Ekonomi Bakanı Çağlayan Soruları Yanıtladı Açıklaması

Ekonomi Bakanı Zafer Çağlayan, ''Bu dönemden sonra AB, Türkiye'ye muhtaçtır ve Türkiye'ye ihtiyacı vardır. Gerek yaş ortalamamız, gerek lokasyonumuz, gerek lojistiğimiz ve iş aleminin birbirleriyle olan ilişkileri bir yerde bunu daha haklı kılıyor. Ümit ediyorum bu seyahatte buna ilişkin sinyaller Sayın Merkel tarafından verilir'' dedi.

Çağlayan, Almanya'ın Ankara Büyükelçisi Eberhard Pohl ve Alman şirketlerin üst düzey yöneticileriyle Hilton Otel'deki çalışma kahvaltısında bir araya geldi.

Kahvaltı öncesi basın mensuplarının sorularını yanıtlayan Çağlayan, bir gazetecinin Wolksvagen'in Türkiye'de yatırım yapması konusundaki açıklamaları hatırlatması üzerine, Türkiye'de Almanya'nın uluslararası alanda en büyük firmalarının yatırım yaptığını, bunların gurur verici gelişmeler olduğunu söyledi.

Çağlayan, ''Onlar memnun olmasalar zaten ülkemizde olmazlardı'' dedi.

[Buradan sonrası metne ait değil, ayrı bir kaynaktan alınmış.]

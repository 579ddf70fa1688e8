use std::io::{self, Read, Write};
use std::sync::mpsc::{self, Receiver};
use std::sync::Mutex;
use std::thread;

use super::{label, InputState, Lifecycle};
use crate::buffer::Buffer;
use crate::context::Context;
use crate::copy::Sink;
use crate::error::UsageError;
use crate::machine::Machine;
use crate::trace;
use crate::util::lock;

/// A write-only command whose close waits for completion.
///
/// The command starts on the first write. From then on its output is
/// drained and discarded in the background, so the command never stalls on
/// a full output channel. [`Writer::close`] closes the input and returns
/// the command's result once it has finished.
///
/// Writing to a command that accepts no input fails with
/// [`UsageError::ReadOnly`] without starting it.
pub struct Writer {
    state: Mutex<Lifecycle>,
    input: Mutex<InputState>,
    output: Mutex<Option<Box<dyn Buffer>>>,
    done: Mutex<Option<Receiver<io::Result<u64>>>>,
    label: String,
}

impl Writer {
    /// Create a writer for `args` on `m`.
    pub fn new(ctx: &Context, m: &dyn Machine, args: &[&str]) -> Self {
        let mut buf = m.command(ctx, args);
        let input = InputState::detach(&mut *buf);
        let label = label(ctx, &*buf, args);
        Writer {
            state: Mutex::new(Lifecycle::default()),
            input: Mutex::new(input),
            output: Mutex::new(Some(buf)),
            done: Mutex::new(None),
            label,
        }
    }

    /// Whether the command has been started by a write.
    pub fn is_started(&self) -> bool {
        lock(&self.state).started
    }

    /// The rendered command this writer runs.
    pub fn label(&self) -> &str {
        &self.label
    }

    /// Write command input.
    pub fn write_input(&self, data: &[u8]) -> io::Result<usize> {
        self.start()?;
        lock(&self.input).write(data)
    }

    /// Close the input and wait for the command to finish.
    ///
    /// Returns the command's failure, if any. A failure to close the input
    /// is returned without waiting. Closing again, or closing a writer that
    /// never started, returns `Ok`.
    pub fn close(&self) -> io::Result<()> {
        {
            let mut state = lock(&self.state);
            if state.closed {
                return Ok(());
            }
            state.closed = true;
            if !state.started {
                return Ok(());
            }
        }
        lock(&self.input).close()?;
        self.wait()
    }

    /// Copy all of `src` into the command, then close and wait.
    ///
    /// The first failure wins, in order: copying, closing the input, the
    /// command itself.
    pub fn read_from(&self, src: &mut dyn Read) -> io::Result<u64> {
        self.start()?;
        let copied = {
            let mut input = lock(&self.input);
            match &mut *input {
                InputState::Open(w) => io::copy(src, w),
                InputState::Closed => Err(UsageError::Closed.into()),
                InputState::ReadOnly => Err(UsageError::ReadOnly.into()),
            }
        };

        lock(&self.state).closed = true;
        let closed = lock(&self.input).close();
        let finished = self.wait();

        let n = copied?;
        closed?;
        finished?;
        Ok(n)
    }

    fn start(&self) -> io::Result<()> {
        let mut state = lock(&self.state);
        if state.closed {
            return Err(UsageError::Closed.into());
        }
        if matches!(*lock(&self.input), InputState::ReadOnly) {
            return Err(UsageError::ReadOnly.into());
        }
        if !state.started {
            trace::emit(&self.label);
            self.spawn_drain()?;
            state.started = true;
        }
        Ok(())
    }

    fn spawn_drain(&self) -> io::Result<()> {
        let Some(mut output) = lock(&self.output).take() else {
            return Ok(());
        };
        let (tx, rx) = mpsc::sync_channel(1);
        let label = self.label.clone();
        thread::Builder::new()
            .name("cmdio-drain".to_string())
            .spawn(move || {
                let result = io::copy(&mut output, &mut io::sink());
                if let Err(e) = &result {
                    tracing::debug!(command = %label, "command failed: {}", e);
                }
                // The writer may be gone; nobody is left to tell.
                let _ = tx.send(result);
            })?;
        *lock(&self.done) = Some(rx);
        Ok(())
    }

    fn wait(&self) -> io::Result<()> {
        let Some(done) = lock(&self.done).take() else {
            return Ok(());
        };
        match done.recv() {
            Ok(result) => result.map(|_| ()),
            Err(_) => Err(io::Error::other("command output drain exited unexpectedly")),
        }
    }
}

impl Write for Writer {
    fn write(&mut self, buf: &[u8]) -> io::Result<usize> {
        self.write_input(buf)
    }

    fn flush(&mut self) -> io::Result<()> {
        lock(&self.input).flush()
    }
}

impl Write for &Writer {
    fn write(&mut self, buf: &[u8]) -> io::Result<usize> {
        self.write_input(buf)
    }

    fn flush(&mut self) -> io::Result<()> {
        lock(&self.input).flush()
    }
}

impl Sink for Writer {
    fn close(&mut self) -> io::Result<()> {
        Writer::close(self)
    }

    fn read_from(&mut self, src: &mut dyn Read) -> io::Result<u64> {
        Writer::read_from(self, src)
    }
}

impl Sink for &Writer {
    fn close(&mut self) -> io::Result<()> {
        Writer::close(self)
    }

    fn read_from(&mut self, src: &mut dyn Read) -> io::Result<u64> {
        Writer::read_from(self, src)
    }
}

impl Drop for Writer {
    /// Ends the input so the command can finish, without waiting for it.
    fn drop(&mut self) {
        let state = lock(&self.state);
        if state.started && !state.closed {
            drop(state);
            if let Err(e) = lock(&self.input).close() {
                tracing::debug!(command = %self.label, "close on drop failed: {}", e);
            }
        }
    }
}
//! Name-based command routing.
//!
//! A [`Shell`] dispatches each command by its first argument, the way a
//! system shell resolves names through `$PATH`. Names must be registered
//! explicitly; unknown names fail with a not-found [`Error`] unless the
//! shell was built with fallback to its core machine.

use std::collections::HashMap;
use std::fmt;
use std::io;
use std::sync::{Arc, Mutex, PoisonError, RwLock};

use crate::buffer::{self, Buffer};
use crate::context::Context;
use crate::error::Error;
use crate::exec;
use crate::machine::{MachineFunc, Machine};
use crate::probe;
use crate::util::lock;

/// A machine that routes commands to other machines by name.
///
/// The shell wraps a core machine that is reachable through
/// [`Shell::unshell`] and used for probing, but which runs commands only if
/// they are routed to it (or fallback is enabled).
///
/// A shell is itself a [`Machine`], so shells nest.
pub struct Shell {
    routes: RwLock<HashMap<String, Arc<dyn Machine>>>,
    core: Arc<dyn Machine>,
    fallback: bool,
    os: Mutex<Option<String>>,
    arch: Mutex<Option<String>>,
}

impl Shell {
    /// A strict shell: only registered names run.
    pub fn new(core: Arc<dyn Machine>) -> Self {
        Shell {
            routes: RwLock::new(HashMap::new()),
            core,
            fallback: false,
            os: Mutex::new(None),
            arch: Mutex::new(None),
        }
    }

    /// A shell that sends unregistered names to `core`.
    pub fn with_fallback(core: Arc<dyn Machine>) -> Self {
        Shell {
            fallback: true,
            ..Shell::new(core)
        }
    }

    /// A strict shell with each of `names` routed straight to `core`.
    pub fn with_commands<I, S>(core: Arc<dyn Machine>, names: I) -> Self
    where
        I: IntoIterator<Item = S>,
        S: Into<String>,
    {
        let shell = Shell::new(core);
        for name in names {
            shell.handle(name, shell.unshell());
        }
        shell
    }

    /// Route `name` to `m`, replacing any previous route.
    pub fn handle(&self, name: impl Into<String>, m: Arc<dyn Machine>) -> &Self {
        self.routes
            .write()
            .unwrap_or_else(PoisonError::into_inner)
            .insert(name.into(), m);
        self
    }

    /// Route `name` to a closure.
    pub fn handle_fn<F>(&self, name: impl Into<String>, f: F) -> &Self
    where
        F: Fn(&Context, &[&str]) -> Box<dyn Buffer> + Send + Sync + 'static,
    {
        self.handle(name, Arc::new(MachineFunc(f)))
    }

    /// Whether `name` has a registered route.
    pub fn is_handled(&self, name: &str) -> bool {
        self.routes
            .read()
            .unwrap_or_else(PoisonError::into_inner)
            .contains_key(name)
    }

    /// The core machine, one layer down.
    ///
    /// Routing a name to the result whitelists it on the core; this gives
    /// up the shell's control over which commands run.
    pub fn unshell(&self) -> Arc<dyn Machine> {
        Arc::clone(&self.core)
    }

    /// The value of `key`, from the context overrides or by probing the
    /// core machine.
    pub fn env(&self, ctx: &Context, key: &str) -> String {
        probe::env(ctx, &*self.core, key)
    }

    /// Run a command through this shell and return its trimmed output.
    pub fn read(&self, ctx: &Context, args: &[&str]) -> io::Result<String> {
        exec::read(ctx, self, args)
    }

    /// Run a command through this shell, discarding its output.
    pub fn run(&self, ctx: &Context, args: &[&str]) -> io::Result<()> {
        exec::run(ctx, self, args)
    }

    fn probed(
        &self,
        slot: &Mutex<Option<String>>,
        ctx: &Context,
        probe: fn(&Context, &dyn Machine) -> String,
    ) -> String {
        // Held across the probe, so concurrent callers see one answer.
        let mut cached = lock(slot);
        if let Some(value) = &*cached {
            return value.clone();
        }
        let value = probe(ctx, &*self.core);
        *cached = Some(value.clone());
        value
    }
}

impl Machine for Shell {
    fn command(&self, ctx: &Context, args: &[&str]) -> Box<dyn Buffer> {
        let Some(&name) = args.first() else {
            return buffer::fail(io::Error::new(
                io::ErrorKind::InvalidInput,
                "no command specified",
            ));
        };

        let route = self
            .routes
            .read()
            .unwrap_or_else(PoisonError::into_inner)
            .get(name)
            .cloned();
        match route {
            Some(m) => {
                tracing::debug!(command = name, "routing to registered handler");
                m.command(ctx, args)
            }
            None if self.fallback => {
                tracing::debug!(command = name, "no route, falling back to core");
                self.core.command(ctx, args)
            }
            None => {
                tracing::debug!(command = name, "no route");
                buffer::fail(Error::command_not_found(name))
            }
        }
    }

    fn unshell(&self) -> Option<Arc<dyn Machine>> {
        Some(Shell::unshell(self))
    }

    fn os(&self, ctx: &Context) -> Option<String> {
        Some(self.probed(&self.os, ctx, probe::os))
    }

    fn arch(&self, ctx: &Context) -> Option<String> {
        Some(self.probed(&self.arch, ctx, probe::arch))
    }

    fn shutdown(&self, ctx: &Context) -> io::Result<()> {
        self.core.shutdown(ctx)
    }

    fn as_shell(&self) -> Option<&Shell> {
        Some(self)
    }
}

impl fmt::Debug for Shell {
    fn fmt(&self, f: &mut fmt::Formatter<'_>) -> fmt::Result {
        let routes = self.routes.read().unwrap_or_else(PoisonError::into_inner);
        let mut names: Vec<&String> = routes.keys().collect();
        names.sort();
        f.debug_struct("Shell")
            .field("routes", &names)
            .field("fallback", &self.fallback)
            .finish_non_exhaustive()
    }
}

/// Route `name` on `m` to `handler`.
///
/// If `m` is a [`Shell`] the route is added to it. Otherwise `m` is wrapped
/// in a new shell with fallback enabled, so its other commands stay
/// reachable.
pub fn handle(m: Arc<dyn Machine>, name: &str, handler: Arc<dyn Machine>) -> Arc<dyn Machine> {
    if let Some(shell) = m.as_shell() {
        shell.handle(name, handler);
        return m;
    }
    let shell = Shell::with_fallback(m);
    shell.handle(name, handler);
    Arc::new(shell)
}

/// The machine one layer below `m`, or `m` itself if it wraps nothing.
pub fn unshell(m: &Arc<dyn Machine>) -> Arc<dyn Machine> {
    m.unshell().unwrap_or_else(|| Arc::clone(m))
}
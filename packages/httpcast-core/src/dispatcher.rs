//! URL dispatcher: routes a parsed path to its handler.

use std::io;

use log::debug;

use crate::core::AudioCore;
use crate::handlers;
use crate::html;
use crate::ioline::IoLine;
use crate::protocol_constants::{URL_CSS, URL_LISTEN, URL_LISTEN_SOURCE, URL_ROOT, URL_STATUS};
use crate::stream_handler::{self, StreamOutcome};

/// Matches `url` against the four exact routes and the one prefix route,
/// invoking the corresponding handler; anything else gets a 404.
pub async fn dispatch(
    line: &mut IoLine,
    core: &AudioCore,
    url: &str,
    pid: u32,
    live_connections: usize,
    server_token: &str,
) -> io::Result<StreamOutcome> {
    debug!("request for {url}");

    if url == URL_ROOT {
        handlers::handle_root(line, core, pid, server_token).await?;
        Ok(StreamOutcome::Done)
    } else if url == URL_CSS {
        handlers::handle_css(line, server_token).await?;
        Ok(StreamOutcome::Done)
    } else if url == URL_STATUS {
        handlers::handle_status(line, core, live_connections, server_token).await?;
        Ok(StreamOutcome::Done)
    } else if url == URL_LISTEN {
        handlers::handle_listen(line, core, server_token).await?;
        Ok(StreamOutcome::Done)
    } else if let Some(name) = url.strip_prefix(URL_LISTEN_SOURCE) {
        stream_handler::handle_listen_prefix(line, core, name, server_token).await
    } else {
        html::html_response(line, 404, "Not Found", None, server_token).await?;
        Ok(StreamOutcome::Done)
    }
}
//! Fixed protocol constants. These are defined by the wire protocol itself
//! and changing them changes what the server speaks on the wire, not just
//! how it's tuned.

// ─────────────────────────────────────────────────────────────────────────────
// Admission
// ─────────────────────────────────────────────────────────────────────────────

/// Hard, process-wide cap on concurrently live connections. The cap is
/// enforced at accept time: the connection over the limit never receives an
/// HTTP reply, its socket is simply released.
pub const MAX_CONNECTIONS: usize = 10;

// ─────────────────────────────────────────────────────────────────────────────
// Streaming handler
// ─────────────────────────────────────────────────────────────────────────────

/// Seconds of coerced-format audio the per-connection output queue can hold
/// before the oldest bytes are dropped.
pub const RECORD_BUFFER_SECONDS: u64 = 5;

/// Requested latency for a newly created source-output subscription, in
/// milliseconds.
pub const DEFAULT_SOURCE_LATENCY_MS: u64 = 300;

/// Cadence at which the demo audio-producer task manufactures a chunk of
/// silence for a streaming connection.
pub const SILENCE_FRAME_DURATION_MS: u64 = 10;

// ─────────────────────────────────────────────────────────────────────────────
// URL surface
// ─────────────────────────────────────────────────────────────────────────────

pub const URL_ROOT: &str = "/";
pub const URL_CSS: &str = "/style";
pub const URL_STATUS: &str = "/status";
pub const URL_LISTEN: &str = "/listen";
pub const URL_LISTEN_SOURCE: &str = "/listen/source/";

// ─────────────────────────────────────────────────────────────────────────────
// MIME types for non-audio bodies
// ─────────────────────────────────────────────────────────────────────────────

pub const MIME_HTML: &str = "text/html; charset=utf-8";
pub const MIME_TEXT: &str = "text/plain; charset=utf-8";
pub const MIME_CSS: &str = "text/css";

// ─────────────────────────────────────────────────────────────────────────────
// Identity
// ─────────────────────────────────────────────────────────────────────────────

/// Product name reported in the `Server:` header and the root page's title.
pub const APP_NAME: &str = "httpcast";

/// Shared-registry key the protocol singleton registers itself under.
pub const PROTOCOL_REGISTRY_KEY: &str = "http-protocol";
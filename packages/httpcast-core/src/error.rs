//! Centralized error types for the HTTP streaming protocol handler.
//!
//! Unlike a JSON API, every error here ends up as an HTML body —
//! [`HttpProtoError::status`] supplies the code/reason pair the handlers
//! feed straight into [`crate::html::html_response`].

use thiserror::Error;

/// Taxonomy of recoverable request-handling errors. Each
/// variant carries exactly the context needed to render its response body;
/// nothing here is fatal to the server process — the connection that raised
/// it gets unlinked, nothing else is affected.
#[derive(Debug, Error)]
pub enum HttpProtoError {
    /// Non-GET method or an unparseable request line.
    #[error("Internal Server Error")]
    MalformedRequest,

    /// `/listen/source/<name>` named a source the core doesn't have.
    #[error("Source not found")]
    SourceNotFound,

    /// The core refused to create a source-output subscription (source
    /// suspended, spec mismatch, or any other admission refusal).
    #[error("Cannot create source output")]
    CannotCreateSourceOutput,

    /// No dispatcher rule matched the requested path.
    #[error("Not Found")]
    UnknownUrl,

    /// A module boundary received a state that should be statically
    /// unreachable: surfaced as a 500 instead of panicking the connection
    /// task.
    #[error("Internal Server Error: {0}")]
    Internal(String),
}

impl HttpProtoError {
    /// `(status code, reason phrase)` for the HTTP response headers.
    pub fn status(&self) -> (u16, &'static str) {
        match self {
            HttpProtoError::MalformedRequest => (500, "Internal Server Error"),
            HttpProtoError::SourceNotFound => (404, "Source not found"),
            HttpProtoError::CannotCreateSourceOutput => (403, "Cannot create source output"),
            HttpProtoError::UnknownUrl => (404, "Not Found"),
            HttpProtoError::Internal(_) => (500, "Internal Server Error"),
        }
    }
}

/// Errors the audio core can hand back when asked to create a source-output
/// subscription.
#[derive(Debug, Error)]
pub enum CoreError {
    #[error("no such source")]
    NoSuchSource,
    #[error("source is suspended")]
    SourceSuspended,
}

impl From<CoreError> for HttpProtoError {
    fn from(err: CoreError) -> Self {
        match err {
            CoreError::NoSuchSource => HttpProtoError::SourceNotFound,
            CoreError::SourceSuspended => HttpProtoError::CannotCreateSourceOutput,
        }
    }
}
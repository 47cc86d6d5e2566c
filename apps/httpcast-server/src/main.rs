//! httpcast-server - standalone headless server exposing a sound server's
//! sinks and sources as browser-playable HTTP audio streams.

mod config;

use std::path::PathBuf;
use std::process;
use std::sync::Arc;

use anyhow::{Context, Result};
use clap::Parser;
use httpcast_core::core::{AudioCore, SinkInfo, SourceInfo};
use httpcast_core::format::{ChannelMap, SampleFormat, SampleSpec};
use httpcast_core::protocol::HttpProtocol;
use tokio::net::TcpListener;
use tokio::signal;

use crate::config::ServerConfig;

/// httpcast-server - headless HTTP audio streaming server.
#[derive(Parser, Debug)]
#[command(name = "httpcast-server")]
#[command(author, version, about, long_about = None)]
struct Args {
    /// Path to the configuration file (YAML).
    #[arg(short, long, value_name = "FILE")]
    config: Option<PathBuf>,

    /// Log level (error, warn, info, debug, trace).
    #[arg(short, long, default_value = "info", env = "HTTPCAST_LOG_LEVEL")]
    log_level: log::LevelFilter,

    /// Bind port (overrides config file).
    #[arg(short = 'p', long, env = "HTTPCAST_BIND_PORT")]
    port: Option<u16>,

    /// Bind address (overrides config file).
    #[arg(short = 'a', long, env = "HTTPCAST_BIND_ADDRESS")]
    bind_address: Option<std::net::IpAddr>,

    /// Maximum simultaneous connections (overrides config file).
    #[arg(short = 'm', long, env = "HTTPCAST_MAX_CONNECTIONS")]
    max_connections: Option<usize>,
}

#[tokio::main]
async fn main() -> Result<()> {
    let args = Args::parse();

    env_logger::Builder::new()
        .filter_level(args.log_level)
        .format_timestamp_millis()
        .init();

    log::info!("httpcast-server v{}", env!("CARGO_PKG_VERSION"));

    let mut config =
        ServerConfig::load(args.config.as_deref()).context("Failed to load configuration")?;

    if let Some(port) = args.port {
        config.bind_port = port;
    }
    if let Some(addr) = args.bind_address {
        config.bind_address = addr;
    }
    if let Some(max) = args.max_connections {
        config.max_connections = max;
    }

    log::info!(
        "Configuration: bind={}:{}, max_connections={}",
        config.bind_address,
        config.bind_port,
        config.max_connections
    );

    let core = Arc::new(demo_core());
    let pid = process::id();
    let server_token = format!("{}/{}", httpcast_core::protocol_constants::APP_NAME, env!("CARGO_PKG_VERSION"));
    let protocol = HttpProtocol::get(core, pid, server_token, config.max_connections);

    let listener = TcpListener::bind((config.bind_address, config.bind_port))
        .await
        .with_context(|| format!("Failed to bind {}:{}", config.bind_address, config.bind_port))?;
    log::info!("Listening on {}", listener.local_addr()?);

    let accept_loop = {
        let protocol = protocol.add_ref();
        async move {
            loop {
                match listener.accept().await {
                    Ok((stream, peer)) => {
                        protocol.connect(stream, peer.to_string(), "httpcast-server".to_string());
                    }
                    Err(e) => {
                        log::error!("accept(): {e}");
                    }
                }
            }
        }
    };

    tokio::select! {
        _ = accept_loop => {},
        _ = shutdown_signal() => {
            log::info!("Shutdown signal received, cleaning up...");
        }
    }

    protocol.disconnect("httpcast-server");
    protocol.unref();

    log::info!("Shutdown complete");
    Ok(())
}

/// A small in-memory device set standing in for a real sound server's
/// sinks and sources, enough to demo `/listen` and the streaming endpoint.
fn demo_core() -> AudioCore {
    let core = AudioCore::new(
        user_name(),
        hostname::get()
            .map(|h| h.to_string_lossy().into_owned())
            .unwrap_or_else(|_| "unknown".to_string()),
        machine_id(),
        format!("{} {}", std::env::consts::OS, std::env::consts::ARCH),
    );

    core.add_sink(SinkInfo {
        name: "output".into(),
        description: "Built-in Audio Analog Stereo".into(),
        sample_spec: SampleSpec { format: SampleFormat::S16LE, rate: 44100, channels: 2 },
        channel_map: ChannelMap::default_for(2),
        monitor_source_name: "output.monitor".into(),
    });
    core.add_source(SourceInfo {
        name: "output.monitor".into(),
        description: "Monitor of Built-in Audio Analog Stereo".into(),
        sample_spec: SampleSpec { format: SampleFormat::S16LE, rate: 44100, channels: 2 },
        channel_map: ChannelMap::default_for(2),
        monitor_of: Some("output".into()),
        suspended: false,
    });
    core.add_source(SourceInfo {
        name: "input".into(),
        description: "Built-in Audio Analog Stereo".into(),
        sample_spec: SampleSpec { format: SampleFormat::S16LE, rate: 44100, channels: 1 },
        channel_map: ChannelMap::default_for(1),
        monitor_of: None,
        suspended: false,
    });

    core
}

/// No portable stdlib accessor exists for the invoking user's login name; the
/// `USER`/`USERNAME` environment variables are what a real login shell sets,
/// and the fallback used when a native username lookup isn't available.
fn user_name() -> String {
    std::env::var("USER")
        .or_else(|_| std::env::var("USERNAME"))
        .unwrap_or_else(|_| "unknown".to_string())
}

fn machine_id() -> String {
    std::fs::read_to_string("/etc/machine-id")
        .map(|s| s.trim().to_string())
        .unwrap_or_else(|_| "unknown".to_string())
}

/// Waits for a shutdown signal (Ctrl+C or SIGTERM).
async fn shutdown_signal() {
    let ctrl_c = async {
        signal::ctrl_c()
            .await
            .expect("Failed to install Ctrl+C handler");
    };

    #[cfg(unix)]
    let terminate = async {
        signal::unix::signal(signal::unix::SignalKind::terminate())
            .expect("Failed to install SIGTERM handler")
            .recv()
            .await;
    };

    #[cfg(not(unix))]
    let terminate = std::future::pending::<()>();

    tokio::select! {
        _ = ctrl_c => {},
        _ = terminate => {},
    }
}
//! Line-oriented reader layered over an [`IoChannel`].
//!
//! Feeds the request parser one text line at a time, and doubles as
//! the write side for every response (writes go straight through here,
//! unbuffered, before the connection ever reaches binary mode). Supports
//! detaching to a raw iochannel once the request phase ends, and a
//! "close after flush" deferred close so an HTML response isn't truncated.

use std::io;

use bytes::BytesMut;
use tokio::io::AsyncWriteExt;

use crate::iochannel::IoChannel;

/// Read buffer growth increment. Header-line length is intentionally
/// unbounded: a pathological client can still send an arbitrarily long
/// line, it just costs more reallocations, not a hard failure.
const READ_CHUNK: usize = 4096;

pub struct IoLine {
    io: Option<IoChannel>,
    buf: BytesMut,
}

impl IoLine {
    pub fn new(io: IoChannel) -> Self {
        IoLine { io: Some(io), buf: BytesMut::new() }
    }

    /// Reads and returns the next newline-terminated line (CR stripped, LF
    /// consumed), or `None` on EOF. A line already queued in `buf` is
    /// returned without touching the socket.
    pub async fn next_line(&mut self) -> Option<String> {
        loop {
            if let Some(pos) = self.buf.iter().position(|&b| b == b'\n') {
                let mut line = self.buf.split_to(pos + 1);
                line.truncate(line.len() - 1); // drop the '\n'
                if line.last() == Some(&b'\r') {
                    line.truncate(line.len() - 1);
                }
                return Some(String::from_utf8_lossy(&line).into_owned());
            }

            let io = self.io.as_ref()?;
            if io.readable().await.is_err() {
                return None;
            }

            let mut chunk = [0u8; READ_CHUNK];
            match io.try_read(&mut chunk) {
                Ok(0) => return None, // EOF; any partial trailing line is discarded
                Ok(n) => self.buf.extend_from_slice(&chunk[..n]),
                Err(e) if e.kind() == io::ErrorKind::WouldBlock => continue,
                Err(_) => return None,
            }
        }
    }

    /// Writes raw bytes directly to the socket (response headers/bodies
    /// before the connection detaches to binary mode).
    pub async fn write_raw(&mut self, bytes: &[u8]) -> io::Result<()> {
        match &mut self.io {
            Some(io) => io.stream_mut().write_all(bytes).await,
            None => Err(io::Error::new(io::ErrorKind::NotConnected, "ioline already detached")),
        }
    }

    /// Schedules the connection to close once the current write has
    /// drained. Since writes above are awaited synchronously, the bytes are
    /// already flushed by the time this is called — this issues the
    /// half-close immediately rather than truncating the response.
    pub async fn defer_close(&mut self) {
        if let Some(io) = &mut self.io {
            let _ = io.shutdown_write().await;
        }
        self.io = None;
    }

    /// True once nothing is queued to write — trivially true here, since
    /// writes are awaited rather than buffered, so any drain-notification
    /// callback would fire immediately.
    pub fn is_drained(&self) -> bool {
        true
    }

    /// Detaches the underlying [`IoChannel`] for the streaming handler's
    /// switch to raw binary mode. After this call the line reader owns
    /// nothing further.
    pub fn detach_iochannel(&mut self) -> Option<IoChannel> {
        self.io.take()
    }
}

#[cfg(test)]
mod tests {
    use super::*;
    use tokio::io::AsyncWriteExt as _;
    use tokio::net::{TcpListener, TcpStream};

    async fn connected_pair() -> (TcpStream, TcpStream) {
        let listener = TcpListener::bind("127.0.0.1:0").await.unwrap();
        let addr = listener.local_addr().unwrap();
        let client = TcpStream::connect(addr).await.unwrap();
        let (server, _) = listener.accept().await.unwrap();
        (client, server)
    }

    #[tokio::test]
    async fn reads_one_line_at_a_time() {
        let (mut client, server) = connected_pair().await;
        client.write_all(b"GET / HTTP/1.0\r\n\r\n").await.unwrap();

        let mut line = IoLine::new(IoChannel::new(server));
        assert_eq!(line.next_line().await.as_deref(), Some("GET / HTTP/1.0"));
        assert_eq!(line.next_line().await.as_deref(), Some(""));
    }

    #[tokio::test]
    async fn eof_yields_none() {
        let (client, server) = connected_pair().await;
        drop(client);

        let mut line = IoLine::new(IoChannel::new(server));
        assert_eq!(line.next_line().await, None);
    }
}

Otomotiv ve enerji sektörlerine yönelik yatırım teşvikine ilişkin kararname yayımlandığını anımsatan Çağlayan, sözlerini şöyle sürdürdü:

''Enerji sektörü için de son derece önemli bir kararnameydi. Yerli kaynaklarımızla yatırım yapan enerji alanında yatırım yapan firmalar için. Otomotiv sektöründe de son derece önemli bir açılım getirdi ve bu alanda Türkiye'de son derece önemli yatırım yapan firmalar var. İşte Mercedes'in temsilcisi hemen yanımda oturuyor. Onun yanı sıra bir çok dünyaca ünlü Alman menşeli otomotiv sektörü firmaları ülkemizde mevcut. Tabii Wolksvagen'in bir özelliği var, ülkemizde en fazla satan otomobil. Ama en fazla satarken ülkemizde yatırımı olmayan bir marka, bir şirket. Geçtiğimiz günlerde ifade etmiştim; Wolksvagen ümit ediyorum ki yeni yatırım teşvik sistemimizi ıskalamayacaktır. Yeni yatırım teşvik sistemimizde otomotiv sektörüne yönelik yapmış olduğumuz yeni açılımları mutlaka değerlendireceklerdir. Bu Türkiye'den öte Wolksvagen'in kendi avantajına olacak olan gelişmelerdir.''

-''Türkiye yatırım yapan kazanır''-

Başbakan Recep Tayyip Erdoğan'ın, Almanya Başbakanı Angela Merkel ile yapacağı görüşmede gündeme getirebileceğini ifade eden Çağlayan, şunları kaydetti:

''Sayın Başbakanımız bu konu üzerinde ısrarla ve önemle duruyorlar. Sayın Başbakanımız bu konuyu gündeme getirebilir. Biz Ekonomi Bakanlığı olarak kendi bünyemizdeki bilgi ve notları Başbakanlık'a ilettik. Sayın Başbakanımızda her fırsatta Wolksvagen'in Türkiye'de yapmasından duyacağı yatırımdan duyacağı memnuniyeti her fırsatta, yıllardır iletiyor. Türkiye yatırım yapan kazanır. Öyle olmasa Bosch firması 100 yıldır ülkemizde olmazdı. Öyle olmasa bugün kahvaltı masasında beraber olduğumuz firmaların bir kısmı 120 yıldır ülkemizde. 100 yıldan fazladır ülkemize gelmiş, yatırım yapmış firmalar var ki, ümit ediyorum ki inşallah bu dönemden sonra önemli bir yatırım limanı olan, 30 yaş ortalama nüfusuna sahip olan ve 4 saatlik uçuş mesafesinde 56 ülkenin tam ortasında bulunan Türkiye'ye Alman firmaları yatırım yapma konusunda herhalde bu dönemi ıskalamayacaklar. Herhalde bu kendi kayıpları olur diye düşünüyorum.''

-AB Komiseri Günther Oettinger'in açıklaması-

Bakan Çağlayan, bir basın mensubunun ''Angela Merkel'in önceki ziyaretinde Türkiye'nin AB üyeliğine yönelik olumsuz bakış açısının bu ziyaretinde değişip değişmeyeceğine'' ilişkin değerlendirmesini istemesi üzerine, iki ülke arasındaki ilişkiler, Türkiye'nin 2008 döneminde başlayan krizi başarıyla atlatmış bir ülke olması ve Almanya'nın dünyanın önemli ekonomilerinden biri olmasının bu ziyareti daha fazla anlamlı kıldığını söyledi.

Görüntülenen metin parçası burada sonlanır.